I wish you weren’t as weird and as old and as sungit as you are but it’s your weirdness that actually makes me seem normal, and you being old makes me look young, and you being masungit makes people think I’m warm.

I planned to creep in from the terrace while you’re sleeping and scare the hell out of you i would then realize that  you’d beat the crap out of me after.

I prayed for that weird boy that would come marry you and take you away, I would then find myself wishing you’d take me with you.

I thought it was heavenly not having you around and that big sisters are really just...good for nothing. I ask myself who will I fight with when you’re gone? And I come to my senses and realize that it is through Ates, particularly you that I get a glimpse of adulthood and that one day I will (have to) be one too.

I wanted to shave your hair and eyebrows while you were sleeping or burn all your clothes, I’d know it’s futile  since your hair will grow back and you’d simply buy new clothes. You'd still be beautiful anyway. :)

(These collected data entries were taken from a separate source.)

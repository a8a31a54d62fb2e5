//! Constructing and sending requests.
//!
//! A transport is anything that implements [SendRequest]. Sending a
//! request returns a [GetResponse] object from which the response can be
//! awaited. Transports can be stacked: the
//! [validator][crate::net::client::validator] and the
//! [cache][crate::net::client::cache] both wrap an upstream transport and
//! are transports themselves.

#![warn(missing_docs)]

use std::boxed::Box;
use std::fmt::{Debug, Display, Formatter};
use std::future::Future;
use std::pin::Pin;
use std::sync::Arc;
use std::{error, fmt, io};

use crate::base::{Header, Message, Question};

//------------ ComposeRequest ------------------------------------------------

/// A trait that allows composing a request as a series.
pub trait ComposeRequest: Debug + Send + Sync {
    /// Create a message that captures the recorded changes.
    fn to_message(&self) -> Message;

    /// Return the header of the request.
    fn header(&self) -> Header;

    /// Return a reference to a mutable Header to record changes to the header.
    fn header_mut(&mut self) -> &mut Header;

    /// Return the question of the request if it has exactly one.
    fn question(&self) -> Option<&Question>;

    /// Return whether the DO bit is set in the request.
    fn dnssec_ok(&self) -> bool;

    /// Set or clear the DO bit.
    ///
    /// Setting the bit adds EDNS data to the request if it had none.
    fn set_dnssec_ok(&mut self, value: bool);
}

//------------ SendRequest ---------------------------------------------------

/// Trait for starting a DNS request based on a request composer.
///
/// In the future, the return type of request should become an associated
/// type. However, the use of `dyn GetResponse` in stacked transports
/// currently prevents that.
pub trait SendRequest<CR> {
    /// Request function that takes a ComposeRequest type.
    fn send_request(&self, request_msg: CR) -> Box<dyn GetResponse + Send + Sync>;
}

impl<CR, T: SendRequest<CR> + ?Sized> SendRequest<CR> for Arc<T> {
    fn send_request(&self, request_msg: CR) -> Box<dyn GetResponse + Send + Sync> {
        (**self).send_request(request_msg)
    }
}

//------------ GetResponse ---------------------------------------------------

/// Trait for getting the result of a DNS query.
///
/// In the future, the return type of get_response should become an
/// associated type. However, too many uses of `dyn GetResponse` currently
/// prevent that.
pub trait GetResponse: Debug {
    /// Get the result of a DNS request.
    ///
    /// This function is intended to be cancel safe.
    fn get_response(
        &mut self,
    ) -> Pin<Box<dyn Future<Output = Result<Message, Error>> + Send + '_>>;
}

//------------ RequestMessage ------------------------------------------------

/// Object that implements the [ComposeRequest] trait for a [Message].
#[derive(Clone, Debug)]
pub struct RequestMessage {
    /// Base message.
    msg: Message,
}

impl RequestMessage {
    /// Create a new request from a message.
    pub fn new(msg: impl Into<Message>) -> Self {
        Self { msg: msg.into() }
    }

    /// Return the message of the request.
    pub fn message(&self) -> &Message {
        &self.msg
    }
}

impl From<Message> for RequestMessage {
    fn from(msg: Message) -> Self {
        Self::new(msg)
    }
}

impl ComposeRequest for RequestMessage {
    fn to_message(&self) -> Message {
        self.msg.clone()
    }

    fn header(&self) -> Header {
        self.msg.header()
    }

    fn header_mut(&mut self) -> &mut Header {
        self.msg.header_mut()
    }

    fn question(&self) -> Option<&Question> {
        self.msg.sole_question()
    }

    fn dnssec_ok(&self) -> bool {
        self.msg.dnssec_ok()
    }

    fn set_dnssec_ok(&mut self, value: bool) {
        self.msg.set_dnssec_ok(value)
    }
}

//------------ Error ---------------------------------------------------------

/// Error type for client transports.
#[derive(Clone, Debug)]
pub enum Error {
    /// Connection was already closed.
    ConnectionClosed,

    /// The request was malformed.
    FormError,

    /// An I/O error in the underlying transport.
    Io(Arc<io::Error>),

    /// No transport available to transmit request.
    NoTransportAvailable,

    /// Timeout waiting for a response.
    Timeout,

    /// Reply does not match the query.
    WrongReplyForQuery,
}

impl From<io::Error> for Error {
    fn from(err: io::Error) -> Self {
        Error::Io(Arc::new(err))
    }
}

impl Display for Error {
    fn fmt(&self, f: &mut Formatter<'_>) -> fmt::Result {
        match self {
            Error::ConnectionClosed => write!(f, "connection closed"),
            Error::FormError => write!(f, "malformed request"),
            Error::Io(_) => write!(f, "I/O error"),
            Error::NoTransportAvailable => {
                write!(f, "no transport available")
            }
            Error::Timeout => write!(f, "timeout waiting for response"),
            Error::WrongReplyForQuery => {
                write!(f, "reply does not match query")
            }
        }
    }
}

impl error::Error for Error {
    fn source(&self) -> Option<&(dyn error::Error + 'static)> {
        match self {
            Error::Io(e) => Some(e),
            Error::ConnectionClosed
            | Error::FormError
            | Error::NoTransportAvailable
            | Error::Timeout
            | Error::WrongReplyForQuery => None,
        }
    }
}

//============ Tests =========================================================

I thought it would be funny to put sand on your sinigang sa bayabas and a cockroach inside your shoes was just because I never liked the food, and the cockroach was just to make you loosen up a little. :P

But despite all the angst and fury and all the imaginations I do, when my day comes to an end, I still find myself talking to God, asking him to keep you safe all the time. After all, I still trust that what he has given me is what he knows best and to lose you would mean losing the best. The truth is, no matter how often I deny it, I'm beyond lucky  to have you around.  And this still holds true despite instances when I just want to strangle you with a microphone chord or the tv cable’s thick wires. J  I am thankful to him for giving me an Ate like you. For one, it was because of you, (and my other older siblings) that I was able to experience what it is being a child fully. From hand me down clothes to hand me down parents’ UTOS-es. I’ve experienced it all.J And it is also because of older siblings that I am able to go back to being a child once in a while even if I am an adult now and the world expects me to act like one.

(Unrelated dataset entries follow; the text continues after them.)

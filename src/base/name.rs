//! Domain names.
//!
//! This module provides [`Name`], an owned, absolute domain name kept in
//! uncompressed wire format. Comparison and hashing ignore ASCII case as
//! required by [RFC 4343] and the ordering of names is the canonical DNS
//! name order defined in section 6.1 of [RFC 4034], the order that NSEC
//! chains are built in.
//!
//! [RFC 4343]: https://tools.ietf.org/html/rfc4343
//! [RFC 4034]: https://tools.ietf.org/html/rfc4034

use bytes::{BufMut, Bytes, BytesMut};
use std::cmp::Ordering;
use std::hash::{Hash, Hasher};
use std::str::FromStr;
use std::{error, fmt};

/// The maximum length of a domain name in wire format.
pub const MAX_NAME_LEN: usize = 255;

/// The maximum length of a single label.
pub const MAX_LABEL_LEN: usize = 63;

//------------ Name ----------------------------------------------------------

/// An absolute domain name.
///
/// The name is kept as a sequence of length-prefixed labels ending in the
/// empty root label. Construction always checks that the data is a valid
/// uncompressed name, so all other methods can rely on it.
#[derive(Clone)]
pub struct Name(Bytes);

Despite all the heartbreaks, mishaps and misunderstandings I still wind up loving you unconditionally. And despite those times when we ourselves are in war with each other and I close my eyes and wish to not see you for a long-long time, I still find myself looking at you with so much awe wondering how a person can be so amazing. (Don’t push it. These are just random times, ok?) 


I guess all the wrath, hatred and fury has always been temporary. (Well either that or I’m just bipolar.J) After a while or no matter how long, even if we've never come close to understanding whatever pain we’ve caused each other, there always comes a time when it simply won’t matter anymore.Of course every now and then, Anarahath will still ring the bell on our doorstep or just come in unwanted. And I may say and act like I’ve never forgiven you from the shenanigans way back when I was ten (and you were twenty –how mature :P) or  I’d say that I’ll never ever forgive you for whatever misgiving until I’m eighty (you’ll be ninety by then), but the truth is, my heart will always find comfort with the thought that we will and always will be until forever and ever sisters.



Happy Birthday, Ate! I love you!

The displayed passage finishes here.